Gazeteci arkadaşlarımız Murat Uçkaç ve Kıymet Sarıyıldız, Aydın Adliyesi önünde, uyuşturucu ticareti yaptığı iddiasıyla tutuklanan bir zanlının yakınları tarafından darp edildi.

Arkadaşlarımızın şahsında halkın haber alma hürriyetine ve bizatihi basın özgürlüğünün ta kendisine yapılan çirkin saldırıyı üzüntüyle öğrendik.

Gazetecilerin sırf mesleklerini yaptıkları için, görevleri başında böylesi bir saldırıya uğraması asla ama asla kabul edilemez. Olayın duyulmasının ardından meslek örgütleri başta olmak üzere çok sayıda meslektaşımız, siyasetçiler ve kentin değişik kesimlerinden gazeteci arkadaşlarımıza destek mesajları gelmesi bizleri mutlu etti.

Ama esas önemli olan bu ve benzeri saldırıları meydana gelmeden önce önleyecek önlemlerin alınması. Destek ve kınama mesajlarına hiç gerek kalmaması. Aksi halde kınama mesajlarıyla bu sorunun önüne geçilemeyeceği hepimizin malumu.

Buradan yetkililere seslenmek istiyorum. Aydın Adliyesi önünde tutuklanan zanlıların fotoğrafını veya görüntüsünü çekmek için bekleyen meslektaşlarımız, her türlü saldırıya açık bir şekilde görev yapıyor. Çünkü adliye önündeki alana isteyen herkes, elini kolunu sallayarak girebiliyor. Son yaşanan olay da bunun örneği.

***

Bundan 3 yıl önce, asayiş haberciliği yaptığım dönemde adliye önünde bir zanlının tekmesine maruz kalmış bir gazeteci olarak soruyorum: bu koşullarda arkadaşlarımız, görevlerini gönül rahatlığıyla yapabilirler mi?

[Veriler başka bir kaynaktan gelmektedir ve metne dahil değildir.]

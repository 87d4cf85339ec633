use chrono::{DateTime, Duration, Utc};
use serde::{Deserialize, Serialize};
use uuid::Uuid;

/// Cached AI clinical analysis (collection `clinical_insights`).
///
/// Rows are never updated; a newer row supersedes older ones and expired
/// rows are skipped by lookups.
#[derive(Debug, Clone, PartialEq, Serialize, Deserialize)]
pub struct ClinicalInsight {
    pub id: String,
    pub user_id: String,
    pub analysis: String,
    /// Patient context the analysis was computed from
    pub snapshot: serde_json::Value,
    pub created_at: DateTime<Utc>,
    pub expires_at: DateTime<Utc>,
}

impl ClinicalInsight {
    pub fn new(
        user_id: impl Into<String>,
        analysis: impl Into<String>,
        snapshot: serde_json::Value,
        created_at: DateTime<Utc>,
        ttl: Duration,
    ) -> Self {
        Self {
            id: Uuid::new_v4().to_string(),
            user_id: user_id.into(),
            analysis: analysis.into(),
            snapshot,
            created_at,
            expires_at: created_at + ttl,
        }
    }

    pub fn is_valid_at(&self, now: DateTime<Utc>) -> bool {
        self.expires_at > now
    }
}

/// Rolling conversation summary written by cleanup (collection `chat_summaries`)
#[derive(Debug, Clone, PartialEq, Serialize, Deserialize)]
pub struct ChatSummary {
    pub id: String,
    pub user_id: String,
    pub thread_id: String,
    pub summary: String,
    pub message_count: usize,
    pub created_at: DateTime<Utc>,
}

impl ChatSummary {
    pub fn new(
        user_id: impl Into<String>,
        thread_id: impl Into<String>,
        summary: impl Into<String>,
        message_count: usize,
    ) -> Self {
        Self {
            id: Uuid::new_v4().to_string(),
            user_id: user_id.into(),
            thread_id: thread_id.into(),
            summary: summary.into(),
            message_count,
            created_at: Utc::now(),
        }
    }
}

#[cfg(test)]
mod tests {
    use super::*;

    #[test]
    fn test_insight_expiry_is_exclusive() {
        let created = Utc::now();
        let insight = ClinicalInsight::new("u1", "stable", serde_json::json!({}), created, Duration::hours(24));

        assert!(insight.is_valid_at(created));
        assert!(insight.is_valid_at(created + Duration::hours(23)));
        assert!(!insight.is_valid_at(created + Duration::hours(24)));
    }
}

Bu nedenle adliye önünde bu konuda önlem alınması şart. Bazı adliye ve emniyet binalarında tanık oluyoruz. Görevli olmayan kişilerin ilgili kuruluşların bahçesine girmesine izin verilmiyor. O alana yalnızca görevliler girebiliyor. Aydın Adliyesi önünde de buna benzer bir sistemin uygulanması zorunluluk haline gelmiştir. Ayrıca adliyedeki güvenlik güçlerinin sayı bakımından yeterli olup olmadığı da ilgili makamlarca mutlaka gözden geçirilmelidir. Bunun sonucunda gerekiyorsa kolluk kuvveti sayısı artırılmalıdır.

***

Toplumu aydınlatmak, haber ve bilgi akışı sağlamak için görevinin başında olan basın emekçileri dün de vardı, bugün de vardır, gelecekte de olacaktır.

Saldırı girişimleriyle, kaba kuvvete başvurarak hakikatlerin kamuoyuyla buluşmasına hiçbir güç engel olamayacaktır. Basın mensupları, kimsenin şamar olanı değildir.

Böylesi üzücü olayların son bulması ve bir daha yaşanmaması dileğiyle…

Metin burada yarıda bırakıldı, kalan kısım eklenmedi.